■ **WHAT IS NEEDED**
Restate the entries below word for word, omitting nothing.

========

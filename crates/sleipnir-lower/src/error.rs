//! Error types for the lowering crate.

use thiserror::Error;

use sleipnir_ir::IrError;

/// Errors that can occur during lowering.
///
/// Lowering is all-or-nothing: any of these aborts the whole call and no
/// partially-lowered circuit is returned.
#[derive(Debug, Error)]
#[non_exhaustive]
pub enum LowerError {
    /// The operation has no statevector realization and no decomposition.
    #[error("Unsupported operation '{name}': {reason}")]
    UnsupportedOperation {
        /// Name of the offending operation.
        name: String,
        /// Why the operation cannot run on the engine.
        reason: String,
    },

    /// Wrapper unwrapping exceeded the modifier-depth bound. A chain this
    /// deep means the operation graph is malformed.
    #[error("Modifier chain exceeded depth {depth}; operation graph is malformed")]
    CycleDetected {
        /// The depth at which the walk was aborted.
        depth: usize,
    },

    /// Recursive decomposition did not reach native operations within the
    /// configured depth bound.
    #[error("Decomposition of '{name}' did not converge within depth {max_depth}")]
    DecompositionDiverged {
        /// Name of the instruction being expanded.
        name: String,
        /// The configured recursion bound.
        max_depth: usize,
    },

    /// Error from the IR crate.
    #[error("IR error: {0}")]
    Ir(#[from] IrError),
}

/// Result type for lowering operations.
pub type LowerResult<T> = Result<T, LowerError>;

========

■ **YOUR RESPONSE**
filename crates/sleipnir-lower/src/error.rs
//! Error types for the lowering crate.

use thiserror::Error;

use sleipnir_ir::IrError;

/// Errors that can occur during lowering.
///
/// Lowering is all-or-nothing: any of these aborts the whole call and no
/// partially-lowered circuit is returned.
#[derive(Debug, Error)]
#[non_exhaustive]
pub enum LowerError {
    /// The operation has no statevector realization and no decomposition.
    #[error("Unsupported operation '{name}': {reason}")]
    UnsupportedOperation {
        /// Name of the offending operation.
        name: String,
        /// Why the operation cannot run on the engine.
        reason: String,
    },

    /// Wrapper unwrapping exceeded the modifier-depth bound. A chain this
    /// deep means the operation graph is malformed.
    #[error("Modifier chain exceeded depth {depth}; operation graph is malformed")]
    CycleDetected {
        /// The depth at which the walk was aborted.
        depth: usize,
    },

    /// Recursive decomposition did not reach native operations within the
    /// configured depth bound.
    #[error("Decomposition of '{name}' did not converge within depth {max_depth}")]
    DecompositionDiverged {
        /// Name of the instruction being expanded.
        name: String,
        /// The configured recursion bound.
        max_depth: usize,
    },

    /// Error from the IR crate.
    #[error("IR error: {0}")]
    Ir(#[from] IrError),
}

/// Result type for lowering operations.
pub type LowerResult<T> = Result<T, LowerError>;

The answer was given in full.